The officer also showed them how to recognise a tile border – an important thing to know, because anyone within a few yards of a border at sundown ran the risk of having different portions of their body simultaneously transported to different
places.
Not all tile borders were marked in the same way, Jarrow explained, but most borders were obvious from a change in the colour of the vegetation or the soil, showing up as a continuous line. The border from the jungle to the ruined city, for example, was very clear, as every vine-hugged tree on the southern edge was almost yellow instead of a healthy green.
The border from the ruined city tile to the marsh was not as evident, since there was no clear line of colour change or difference in vegetation. But Jarrow pointed to a low cairn of white stones in the middle of an area where the ground slowly changed from a short green grass to low shrubs that were almost blue. Significantly, the cairn was a semicircle, round on the northern side and sheer on the south. It had been built to show the southern border of that tile.
The marsh proper began soon after. Jarrow let the reins slack, and his Not-Horse picked a way through the spongy sedge and the tea-coloured pools of water, the others following in single file.

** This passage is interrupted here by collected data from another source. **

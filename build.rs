use std::error::Error;

fn main() -> Result<(), Box<dyn Error>> {
    vergen_gitcl::Emitter::default()
        .add_instructions(
            &vergen_gitcl::BuildBuilder::default()
                .build_timestamp(true)
                .build()?,
        )?
        .add_instructions(
            &vergen_gitcl::CargoBuilder::default()
                .target_triple(true)
                .build()?,
        )?
        .add_instructions(
            &vergen_gitcl::GitclBuilder::default()
                .sha(true)
                .commit_timestamp(true)
                .dirty(true)
                .build()?,
        )?
        .add_instructions(&vergen_gitcl::RustcBuilder::default().semver(true).build()?)?
        .emit()?;
    Ok(())
}
#[allow(clippy::too_many_lines)]
fn builtin_components() -> Vec<Component> {
    vec![
        Component {
            name: "nasm".to_string(),
            kind: ComponentKind::Assembler,
            position: 1,
            required: true,
            primary: packages("nasm", "nasm", "nasm", "nasm"),
            secondary: SecondaryMethod {
                source: git("netwide-assembler/nasm", "nasm-2.16.03"),
                recipe: BuildRecipe {
                    installs_binaries: true,
                    ..autotools(Some("./autogen.sh"), &[])
                },
                prerequisites: tools(&["git", "make", "autoreconf", "perl"]),
            },
            feature: None,
        },
        Component {
            name: "x265".to_string(),
            kind: ComponentKind::Codec,
            position: 2,
            required: false,
            primary: packages("libx265-dev", "x265-devel", "x265", "x265"),
            secondary: SecondaryMethod {
                source: git("videolan/x265", "4.1"),
                recipe: cmake(Some("source"), &["-DENABLE_SHARED=OFF"]),
                prerequisites: tools(&["git", "cmake", "make"]),
            },
            feature: feature("--enable-libx265", &["--enable-gpl"], None),
        },
        Component {
            name: "libvpx".to_string(),
            kind: ComponentKind::Codec,
            position: 3,
            required: false,
            primary: packages("libvpx-dev", "libvpx-devel", "libvpx", "libvpx"),
            secondary: SecondaryMethod {
                source: git("webmproject/libvpx", "v1.15.0"),
                recipe: autotools(
                    None,
                    &[
                        "--disable-examples",
                        "--disable-unit-tests",
                        "--enable-vp9-highbitdepth",
                        "--as=nasm",
                    ],
                ),
                prerequisites: tools(&["git", "make", "perl"]),
            },
            feature: feature("--enable-libvpx", &[], None),
        },
        Component {
            name: "fdk-aac".to_string(),
            kind: ComponentKind::Codec,
            position: 4,
            required: false,
            primary: packages("libfdk-aac-dev", "fdk-aac-devel", "libfdk-aac", "fdk-aac"),
            secondary: SecondaryMethod {
                source: git("mstorsjo/fdk-aac", "v2.0.3"),
                recipe: autotools(Some("autoreconf -fiv"), &["--disable-shared"]),
                prerequisites: tools(&["git", "make", "autoreconf", "libtoolize"]),
            },
            feature: feature("--enable-libfdk-aac", &["--enable-nonfree"], None),
        },
        Component {
            name: "lame".to_string(),
            kind: ComponentKind::Codec,
            position: 5,
            required: false,
            primary: packages("libmp3lame-dev", "lame-devel", "lame", "lame"),
            secondary: SecondaryMethod {
                source: SourceSpec::Archive {
                    url: urls::LAME_TARBALL.to_string(),
                    file_name: "lame-3.100.tar.gz".to_string(),
                    sha256: "ddfe36cab873794038ae2c1210557ad34857a4b6bdc515785d1da9e175b1da1e"
                        .to_string(),
                },
                recipe: autotools(None, &["--disable-shared", "--enable-nasm"]),
                prerequisites: tools(&["make"]),
            },
            feature: feature("--enable-libmp3lame", &[], None),
        },
        Component {
            name: "opus".to_string(),
            kind: ComponentKind::Codec,
            position: 6,
            required: false,
            primary: packages("libopus-dev", "opus-devel", "opus", "opus"),
            secondary: SecondaryMethod {
                source: git("xiph/opus", "v1.5.2"),
                recipe: autotools(Some("./autogen.sh"), &["--disable-shared"]),
                prerequisites: tools(&["git", "make", "autoreconf", "libtoolize"]),
            },
            feature: feature("--enable-libopus", &[], None),
        },
        Component {
            name: "dav1d".to_string(),
            kind: ComponentKind::Codec,
            position: 7,
            required: false,
            primary: packages("libdav1d-dev", "libdav1d-devel", "dav1d", "dav1d"),
            secondary: SecondaryMethod {
                source: git("videolan/dav1d", "1.5.1"),
                recipe: BuildRecipe {
                    system: BuildSystem::Meson,
                    subdir: None,
                    configure_flags: vec!["--default-library=static".to_string()],
                    installs_binaries: false,
                },
                prerequisites: tools(&["git", "meson", "ninja"]),
            },
            feature: feature("--enable-libdav1d", &[], None),
        },
        Component {
            name: "srt".to_string(),
            kind: ComponentKind::Transport,
            position: 8,
            required: false,
            primary: packages("libsrt-openssl-dev", "srt-devel", "srt", "srt"),
            secondary: SecondaryMethod {
                source: git("Haivision/srt", "v1.5.4"),
                recipe: cmake(None, &["-DENABLE_SHARED=OFF", "-DENABLE_APPS=OFF"]),
                prerequisites: tools(&["git", "cmake", "make"]),
            },
            feature: feature("--enable-libsrt", &[], Some("srt")),
        },
        Component {
            name: "ffmpeg".to_string(),
            kind: ComponentKind::Framework,
            position: 9,
            required: true,
            primary: None,
            secondary: SecondaryMethod {
                source: SourceSpec::Git {
                    url: repo_url(urls::FFMPEG_REPO),
                    tag: TagPin::Resolved,
                },
                recipe: BuildRecipe {
                    installs_binaries: true,
                    ..autotools(None, crate::config::defaults::FFMPEG_BASE_FLAGS)
                },
                prerequisites: tools(&["git", "make", "pkg-config"]),
            },
            feature: None,
        },
    ]
}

In the middle of the tile, or near enough by Jarrow’s estimation, they found an island of slightly drier, somewhat higher ground, and here they set up camp. Jarrow again kept watch as Arthur and Fred removed the Not-Horses’ harnesses, wire-brushed and oiled them, and polished their ruby eyes. Then they rubbed down their lightning-charged tulwars, sharpened them, and rubbed grease on their boots and their mail hauberks. All in all, this took till dusk.
Deep in the marsh, with the sun dipped below the horizon, they could only see one of the changed tiles around them. Looking to the east, where there had been nothing to see, there was now an imposing mountain, a dark silhouette against the starry sky.
‘We ride to the Citadel in the morning,’ said Jarrow. He’d used the last of the sun to consult his almanac, choosing not to show a light after dark. ‘I’d like to ride now, and if we had different tiles we might have done it. But there’s a mountain pass to go through now, and a forest, and the Eastern Water Defence.’
‘The what water defence?’ asked Arthur.